I stand at the back of the enormous church. The stained glass windows mute the over bright sun outside on this unassuming summer Saturday at half past four. The string quartet begins to play Pachelbel's Canon in D. Two hundred and fifty guests stand. I take a deep breath and walk down the aisle clutching the bouquet of pale pink roses which hide my shaking hands. I'm wearing a stunning white Valentino gown which I'm convinced has seven thousand buttons down the back. It's a true white, but it's a soft, elegant white.
You don't realize the variety of white until you shop for your wedding gown. The color palette of white goes all the way from the harsh tacky bright white of office supply copy paper to off-white, into beige and blush barely-there pinks and lavender. Occasionally there is the most subtle mint green which you are sure must be a trick of the light.
And even though they aren't all really the same color, lined up on the racks they seem like they all belong together. Like family. I'd considered going a little less traditional with a pale lavender or pink gown, or even that daring pale fairy green, but in the end I went with tradition—anything else feels like half measures with a man who doesn't know the meaning of that word.
I chose to walk down the aisle by myself. I've never liked the idea of giving the bride away or what it represents. Besides, I don't want to bring my father into this; it feels wrong.

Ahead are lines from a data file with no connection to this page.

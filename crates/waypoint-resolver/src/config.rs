use std::time::Duration;

use waypoint_core::{AppConfig, MIN_QUERY_LEN};

pub const DEFAULT_DEBOUNCE_MS: u64 = 250;
pub const DEFAULT_MIN_QUERY_LEN: usize = 3;
pub const DEFAULT_RECENTS_LIMIT: usize = 5;
pub const DEFAULT_CACHE_CAPACITY: usize = 32;

/// Tuning for one resolver instance.
#[derive(Debug, Clone, PartialEq, Eq)]
pub struct AutocompleteConfig {
    /// Inactivity window before a live search is issued.
    pub debounce: Duration,
    /// Trimmed query length (in chars) at which live search starts. Values
    /// below the history store's own threshold are raised to it.
    pub min_query_len: usize,
    /// Recents shown alongside favorites for short queries.
    pub recents_limit: usize,
    /// Distinct queries whose live suggestions are kept.
    pub cache_capacity: usize,
}

impl Default for AutocompleteConfig {
    fn default() -> Self {
        Self {
            debounce: Duration::from_millis(DEFAULT_DEBOUNCE_MS),
            min_query_len: DEFAULT_MIN_QUERY_LEN,
            recents_limit: DEFAULT_RECENTS_LIMIT,
            cache_capacity: DEFAULT_CACHE_CAPACITY,
        }
    }
}

impl AutocompleteConfig {
    #[must_use]
    pub fn from_app_config(config: &AppConfig) -> Self {
        Self {
            debounce: Duration::from_millis(config.autocomplete_debounce_ms),
            min_query_len: config.autocomplete_min_query_len,
            recents_limit: config.recents_display_limit,
            ..Self::default()
        }
    }

    pub(crate) fn is_search_query(&self, query: &str) -> bool {
        query.trim().chars().count() >= self.min_query_len.max(MIN_QUERY_LEN)
    }
}

#[cfg(test)]
mod tests {
    use super::*;

    #[test]
    fn threshold_counts_trimmed_chars() {
        let config = AutocompleteConfig::default();
        assert!(!config.is_search_query("  Ma "));
        assert!(config.is_search_query(" Main"));
        assert!(config.is_search_query("Äbc"));
    }

    #[test]
    fn threshold_never_drops_below_history_search() {
        let config = AutocompleteConfig {
            min_query_len: 2,
            ..AutocompleteConfig::default()
        };
        assert!(!config.is_search_query("Ma"));
        assert!(config.is_search_query("Mai"));
    }
}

He's here, on my side with the rest of my family and friends who admittedly take up a much smaller portion of the guest count than the groom's side and business associates. His business associates are seated on my side, so everything looks more even and normal for the pictures.

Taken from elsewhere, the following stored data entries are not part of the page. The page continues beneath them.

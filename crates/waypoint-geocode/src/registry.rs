//! Composes the provider chain from configuration.

use std::sync::Arc;

use waypoint_core::{AppConfig, ProviderKind};

use crate::error::GeocodeError;
use crate::fallback::{FallbackSuggestionSource, ProviderFallbackResolver};
use crate::google::GoogleGeocoder;
use crate::mapbox::MapboxGeocoder;
use crate::provider::{GeocodingProvider, SuggestionSource};
use crate::transport::ClientSettings;

/// Configured adapters in fallback priority order.
#[derive(Clone, Default)]
pub struct Providers {
    pub geocoders: Vec<Arc<dyn GeocodingProvider>>,
    pub suggestions: Vec<Arc<dyn SuggestionSource>>,
}

impl Providers {
    #[must_use]
    pub fn fallback_resolver(&self) -> ProviderFallbackResolver {
        ProviderFallbackResolver::new(self.geocoders.clone())
    }

    #[must_use]
    pub fn suggestion_source(&self) -> FallbackSuggestionSource {
        FallbackSuggestionSource::new(self.suggestions.clone())
    }
}

fn credential<'a>(value: Option<&'a str>, kind: ProviderKind) -> Result<&'a str, GeocodeError> {
    value
        .map(str::trim)
        .filter(|v| !v.is_empty())
        .ok_or_else(|| GeocodeError::MissingCredential {
            provider: kind.to_string(),
        })
}

/// Builds every provider listed in `config.geocoder_providers`, in order.
///
/// # Errors
///
/// Returns [`GeocodeError::MissingCredential`] when a listed provider has no
/// credential configured.
pub fn build_providers(config: &AppConfig) -> Result<Providers, GeocodeError> {
    let settings = ClientSettings::from_app_config(config);
    let mut providers = Providers::default();

    for kind in &config.geocoder_providers {
        match kind {
            ProviderKind::Mapbox => {
                let token = credential(config.mapbox_access_token.as_deref(), *kind)?;
                let mapbox = Arc::new(MapboxGeocoder::new(token, &settings)?);
                providers.geocoders.push(mapbox.clone());
                providers.suggestions.push(mapbox);
            }
            ProviderKind::Google => {
                let key = credential(config.google_maps_api_key.as_deref(), *kind)?;
                let google = Arc::new(GoogleGeocoder::new(key, &settings)?);
                providers.geocoders.push(google.clone());
                providers.suggestions.push(google);
            }
        }
    }

    tracing::info!(
        providers = ?config.geocoder_providers.iter().map(|k| k.as_str()).collect::<Vec<_>>(),
        "geocoding providers configured"
    );
    Ok(providers)
}

#[cfg(test)]
mod tests {
    use waypoint_core::Environment;

    use super::*;

    fn config(providers: Vec<ProviderKind>) -> AppConfig {
        AppConfig {
            database_url: "postgres://localhost/waypoint".to_string(),
            env: Environment::Test,
            bind_addr: "127.0.0.1:3000".parse().unwrap(),
            log_level: "info".to_string(),
            api_keys: None,
            db_max_connections: 10,
            db_min_connections: 1,
            db_acquire_timeout_secs: 10,
            geocoder_providers: providers,
            mapbox_access_token: Some("pk.test".to_string()),
            google_maps_api_key: None,
            geocoder_timeout_secs: 5,
            geocoder_user_agent: "waypoint-test".to_string(),
            autocomplete_debounce_ms: 250,
            autocomplete_min_query_len: 3,
            recents_display_limit: 5,
        }
    }

    #[test]
    fn builds_in_configured_order() {
        let mut config = config(vec![ProviderKind::Google, ProviderKind::Mapbox]);
        config.google_maps_api_key = Some("g-key".to_string());
        let providers = build_providers(&config).unwrap();
        assert_eq!(
            providers.fallback_resolver().provider_names(),
            ["google", "mapbox"]
        );
        assert_eq!(providers.suggestions.len(), 2);
    }

    #[test]
    fn listed_provider_without_credential_fails() {
        let config = config(vec![ProviderKind::Mapbox, ProviderKind::Google]);
        let err = build_providers(&config).err().expect("google has no key");
        assert_eq!(
            err,
            GeocodeError::MissingCredential {
                provider: "google".to_string()
            }
        );
    }

    #[test]
    fn unlisted_provider_needs_no_credential() {
        let providers = build_providers(&config(vec![ProviderKind::Mapbox])).unwrap();
        assert_eq!(providers.fallback_resolver().provider_names(), ["mapbox"]);
    }

    #[test]
    fn empty_list_builds_empty_chain() {
        let providers = build_providers(&config(Vec::new())).unwrap();
        assert!(providers.geocoders.is_empty());
        assert!(providers.suggestions.is_empty());
    }
}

I am twenty-nine, and to everyone here my story is the story of Disney Princesses—the story every seven-year-old girl fantasizes about until she's long grown out of such fantasies. But I'm not walking down this aisle to my prince. I'm walking down this aisle to the most ruthless man I know.

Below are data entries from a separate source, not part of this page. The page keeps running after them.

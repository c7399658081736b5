//! What the host renders.

use waypoint_core::ResolvedLocation;

use crate::merge::ResultItem;

#[derive(Debug, Clone, Copy, PartialEq, Eq, Default)]
pub enum ResolverState {
    /// No query yet, or cleared.
    #[default]
    Idle,
    /// Query empty or below the search threshold; favorites and recents.
    ShowingHistory,
    /// A search is pending (debouncing) or in flight.
    Searching,
    ShowingResults,
    Selected,
}

/// A finalized location handed back to the caller.
#[derive(Debug, Clone, PartialEq)]
pub struct Selection {
    pub resolved: ResolvedLocation,
    /// Set when the location could not be verified by any provider.
    pub warning: Option<String>,
}

impl Selection {
    pub(crate) fn new(resolved: ResolvedLocation) -> Self {
        let warning = (!resolved.verified).then(|| {
            "location could not be verified; pickup and pricing may be approximate".to_string()
        });
        Self { resolved, warning }
    }
}

/// Snapshot of resolver state published on every change.
#[derive(Debug, Clone, Default, PartialEq)]
pub struct ResolverView {
    pub state: ResolverState,
    pub query: String,
    pub items: Vec<ResultItem>,
    pub loading: bool,
    /// Non-fatal problem worth surfacing (a failed data source, an
    /// unverified selection).
    pub warning: Option<String>,
    pub selection: Option<Selection>,
}

impl ResolverView {
    /// Display labels of the current items, in order.
    #[must_use]
    pub fn labels(&self) -> Vec<String> {
        self.items.iter().map(ResultItem::label).collect()
    }
}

I feel as though I'm being kidnapped in the middle of a crowded room, but I can't scream. It's like a dream where everyone acts as though everything is fine even though an evil killer clown is sawing my hand off. But still, everyone smiles politely and makes small talk—or in this case, everyone stands and murmurs complimentary things they don't think I can hear as I drift down the aisle like a fairy tale princess.
They think this is the part of the story where the princess gets the prince, where they get married and live happily ever after. But this is the part where she gets locked in the tower.
When I reach the altar, he takes my hand in his, helping me up the two small steps to stand in front of him. The collective sitting of two hundred and fifty people is the last thing I consciously hear as his intense, searing gaze holds mine hostage. His thumb strokes over the back of my hand, and I don't even know anymore if the gesture is meant to comfort or control me.
We stand there, staring at each other. Words fall over me like gentle rain. Vows are spoken. Rings are exchanged. The announcement that we are now husband and wife moves through the air like a cool breeze.
His hand snakes behind my neck pulling me possessively toward him as he claims my mouth as his property. Later he will claim everything else.
I've never had sex with this man. I'm not an innocent. I'm not a virgin, but right now I feel like one—off balance and unsure of what's in store for me behind the closed doors of our suite in only a few short hours. I want to run as far and as fast as I can, but I know he would catch me. Right now the reception is the only thing that buffers me from his dark intentions.
We take what feels like a thousand wedding photos, each one more intimate and romantic than the last. His hands and mouth suddenly feel foreign on me as though he's a stranger and not a man I've been seeing for the past year. The reception is being held at the swank nearby 5-star hotel called The Fremont, where we'll spend the night before taking his jet to our honeymoon in Costa Rica. Our jet. Is it our jet now? Or am I merely an indefinite extra on his stage? I'm not really sure anymore.
We don't speak during the limo ride to the reception. I don't know what to say to him. Suddenly, for the first time ever, I have no words. All I can think about is what will happen later when there are no longer hordes of unassuming guests to protect me from his attentions. I feel more and more uncertain about this devil's bargain I've made—like I ever had a choice.
He would have destroyed me. At least this way there's a veneer of love and respectability. At least this way it looks like he is giving me the world instead of taking it all away.